> **What is needed**
Taking the first line of the listing as the start and the line containing "idx, token.text, token.pos);" as the end, reproduce everything in between exactly, both ends included.

> **Records for the exercise**

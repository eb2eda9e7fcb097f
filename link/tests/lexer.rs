use tlink::Lexer;

fn assert(code: &str, expects: &[&str]) {
    let tokens: Vec<_> = Lexer::new(code).collect();

    println!(" {code}");
    for (idx, token) in tokens.iter().enumerate() {
        println!("{:>2}: {:?} at {}", idx, token.text, token.pos);
    }

    let texts: Vec<_> = tokens.iter().map(|t| t.text).collect();
    assert_eq!(texts, expects);
}

macro_rules! case {
    ($name:ident, $code:expr, $expect:expr) => {
        #[test]
        fn $name() {
            assert($code, &$expect);
        }
    };
}

case!(empty, "", [] as [&str; 0]);
case!(only_separators, " ,.;:\t\r\n", [] as [&str; 0]);
case!(count, "42", ["42"]);
case!(pair, "xy 2", ["xy", "2"]);
case!(instruction_pairs, "R 1004  I 5678", ["R", "1004", "I", "5678"]);
case!(underscore, "my_sym 3", ["my_sym", "3"]);
case!(punctuation, "(xy,2);[z]", ["xy", "2", "z"]);
case!(newlines, "1\n2\r\n3", ["1", "2", "3"]);
case!(mixed_run, "R1004", ["R1004"]);
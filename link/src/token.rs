use std::fmt;

#[derive(Debug, Clone, PartialEq)]
pub struct Token<'a> {
    pub text: &'a str,
    pub pos: Pos,
}

impl<'a> Token<'a> {
    pub fn new(text: &'a str, pos: Pos) -> Self {
        Token { text, pos }
    }
}

/// Location of a token in the source. `row` and `col` are 1-based.
#[derive(Debug, Clone, Copy, PartialEq, Eq, Default)]
pub struct Pos {
    pub offset: usize,
    pub row: usize,
    pub col: usize,
}

impl fmt::Display for Pos {
    fn fmt(&self, f: &mut fmt::Formatter<'_>) -> fmt::Result {
        write!(f, "{}:{}", self.row, self.col)
    }
}
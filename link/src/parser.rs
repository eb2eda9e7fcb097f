use crate::error::Error;
use crate::module::{Instruction, Module, Symbol};
use crate::token::{Pos, Token};
use arch::{Class, Word};

/// The three lists of a module, always in this order.
#[derive(Debug, Clone, Copy, PartialEq, Eq)]
pub enum Phase {
    Definitions,
    Uses,
    Instructions,
}

impl Phase {
    pub fn next(self) -> Phase {
        match self {
            Phase::Definitions => Phase::Uses,
            Phase::Uses => Phase::Instructions,
            Phase::Instructions => Phase::Definitions,
        }
    }
}

/// What the next token means. `remaining` counts tokens left in the current list,
/// so pairs start at an even count and end at an odd one.
#[derive(Debug, Clone, PartialEq)]
enum State {
    Count(Phase),
    DefSymbol { remaining: usize },
    DefLocation { name: String, pos: Pos, remaining: usize },
    Use { remaining: usize },
    InstType { remaining: usize },
    InstWord { class: Class, remaining: usize },
}

impl State {
    fn expected(&self) -> &'static str {
        match self {
            State::Count(Phase::Definitions) => "definition count",
            State::Count(Phase::Uses) => "use count",
            State::Count(Phase::Instructions) => "instruction count",
            State::DefSymbol { .. } => "definition symbol",
            State::DefLocation { .. } => "definition location",
            State::Use { .. } => "use symbol",
            State::InstType { .. } => "instruction type",
            State::InstWord { .. } => "instruction word",
        }
    }

    /// State after a list item, once `remaining` tokens are still to come.
    fn after(phase: Phase, remaining: usize, more: State) -> State {
        if remaining == 0 {
            State::Count(phase.next())
        } else {
            more
        }
    }
}

/// Rebuilds modules from the token stream.
///
/// A module starts every time a definition count is read, even when it is zero,
/// and the last one is emitted when the tokens run out.
pub struct Parser<I> {
    tokens: I,
    state: State,
    module: Option<Module>,
    index: usize,
    next_start: usize,
    done: bool,
}

impl<'a, I: Iterator<Item = Token<'a>>> Parser<I> {
    pub fn new(tokens: I) -> Self {
        Parser {
            tokens,
            state: State::Count(Phase::Definitions),
            module: None,
            index: 0,
            next_start: 0,
            done: false,
        }
    }

    fn current(&mut self) -> &mut Module {
        self.module.get_or_insert_with(|| Module::new(0))
    }

    /// Close the module in progress and open the next one right after it.
    fn begin_module(&mut self) -> Option<Module> {
        let finished = self.module.take();
        if let Some(module) = &finished {
            self.next_start = module.next_start();
            self.index += 1;
        }
        self.module = Some(Module::new(self.next_start));
        finished
    }

    fn step(&mut self, tok: Token<'a>) -> Result<Option<Module>, Error> {
        let state = std::mem::replace(&mut self.state, State::Count(Phase::Definitions));
        let mut finished = None;

        self.state = match state {
            State::Count(phase) => {
                let n = parse_count(&tok)?;
                if phase == Phase::Definitions {
                    finished = self.begin_module();
                }
                let pairs = |n: usize| {
                    n.checked_mul(2)
                        .ok_or_else(|| malformed(&tok, format!("Count {n} is too large")))
                };
                match (phase, n) {
                    (_, 0) => State::Count(phase.next()),
                    (Phase::Definitions, n) => State::DefSymbol { remaining: pairs(n)? },
                    (Phase::Uses, n) => State::Use { remaining: n },
                    (Phase::Instructions, n) => State::InstType { remaining: pairs(n)? },
                }
            }

            State::DefSymbol { remaining } => State::DefLocation {
                name: tok.text.to_string(),
                pos: tok.pos,
                remaining: remaining - 1,
            },

            State::DefLocation {
                name,
                pos,
                remaining,
            } => {
                let location = tok.text.parse::<usize>().map_err(|_| {
                    malformed(&tok, format!("Location of `{name}` is not a number"))
                })?;
                self.current().define(Symbol::definition(&name, location, pos));
                let remaining = remaining - 1;
                State::after(Phase::Definitions, remaining, State::DefSymbol { remaining })
            }

            State::Use { remaining } => {
                self.current().add_use(Symbol::usage(tok.text, tok.pos));
                let remaining = remaining - 1;
                State::after(Phase::Uses, remaining, State::Use { remaining })
            }

            State::InstType { remaining } => {
                let head = tok
                    .text
                    .chars()
                    .next()
                    .ok_or_else(|| malformed(&tok, format!("Empty instruction type")))?;
                let class = Class::parse(head).map_err(|reason| malformed(&tok, reason))?;
                State::InstWord {
                    class,
                    remaining: remaining - 1,
                }
            }

            State::InstWord { class, remaining } => {
                let word = Word::parse(tok.text).map_err(|reason| malformed(&tok, reason))?;
                self.current().push(Instruction::new(class, word, tok.pos));
                let remaining = remaining - 1;
                State::after(Phase::Instructions, remaining, State::InstType { remaining })
            }
        };

        Ok(finished)
    }

    fn finish(&mut self) -> Result<Option<Module>, Error> {
        match &self.state {
            State::Count(Phase::Definitions) => Ok(self.module.take()),
            state => Err(Error::UnexpectedEof {
                module: self.index,
                expected: state.expected(),
            }),
        }
    }
}

impl<'a, I: Iterator<Item = Token<'a>>> Iterator for Parser<I> {
    type Item = Result<Module, Error>;

    fn next(&mut self) -> Option<Self::Item> {
        if self.done {
            return None;
        }
        while let Some(tok) = self.tokens.next() {
            match self.step(tok) {
                Ok(Some(module)) => return Some(Ok(module)),
                Ok(None) => continue,
                Err(e) => {
                    self.done = true;
                    return Some(Err(e));
                }
            }
        }
        self.done = true;
        self.finish().transpose()
    }
}

fn malformed(tok: &Token, reason: String) -> Error {
    Error::MalformedInput {
        token: tok.text.to_string(),
        pos: tok.pos,
        reason,
    }
}

fn parse_count(tok: &Token) -> Result<usize, Error> {
    tok.text
        .parse::<usize>()
        .map_err(|_| malformed(tok, format!("Count is not a non-negative integer")))
}
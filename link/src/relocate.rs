use crate::error::Error;
use crate::module::{Module, ModuleStore};
use crate::symbols::SymbolTable;
use arch::{Class, Word};

/// Second pass: rewrite every Relative and External address in place.
///
/// The table must already hold every definition of the program, since an
/// External operand may name a symbol from a later module.
pub fn relocate(store: &mut ModuleStore, table: &SymbolTable) -> Result<(), Error> {
    for (idx, module) in store.iter_mut().enumerate() {
        relocate_module(idx, module, table)?;
    }
    Ok(())
}

fn relocate_module(idx: usize, module: &mut Module, table: &SymbolTable) -> Result<(), Error> {
    let start = module.start;
    let uses = &module.uses;

    for (i, inst) in module.instructions.iter_mut().enumerate() {
        let addr = inst.inst.word.addr as usize;
        let class = inst.inst.class;
        if !class.is_relocatable() {
            continue;
        }
        let resolved = if class == Class::Relative {
            addr + start
        } else {
            let usage = uses.get(addr).ok_or_else(|| Error::UnresolvedReference {
                module: idx,
                index: i,
                reason: format!(
                    "use index {} is out of range, the module has {} uses",
                    addr,
                    uses.len()
                ),
                pos: inst.pos,
            })?;
            let entry = table.get(&usage.name).ok_or_else(|| Error::UnresolvedReference {
                module: idx,
                index: i,
                reason: format!("symbol `{}` is not defined", usage.name),
                pos: inst.pos,
            })?;
            entry.addr as usize
        };

        if !Word::fits(resolved as u32) {
            return Err(Error::AddressRange {
                module: idx,
                context: format!("instruction {i}"),
                address: resolved,
                pos: inst.pos,
            });
        }
        inst.inst.word.addr = resolved as u16;
    }
    Ok(())
}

> **Answer area**
repository eb2eda9e7fcb097f
filename link/tests/lexer.rs
use tlink::Lexer;

fn assert(code: &str, expects: &[&str]) {
    let tokens: Vec<_> = Lexer::new(code).collect();

    println!(" {code}");
    for (idx, token) in tokens.iter().enumerate() {
        println!("{:>2}: {:?} at {}", idx, token.text, token.pos);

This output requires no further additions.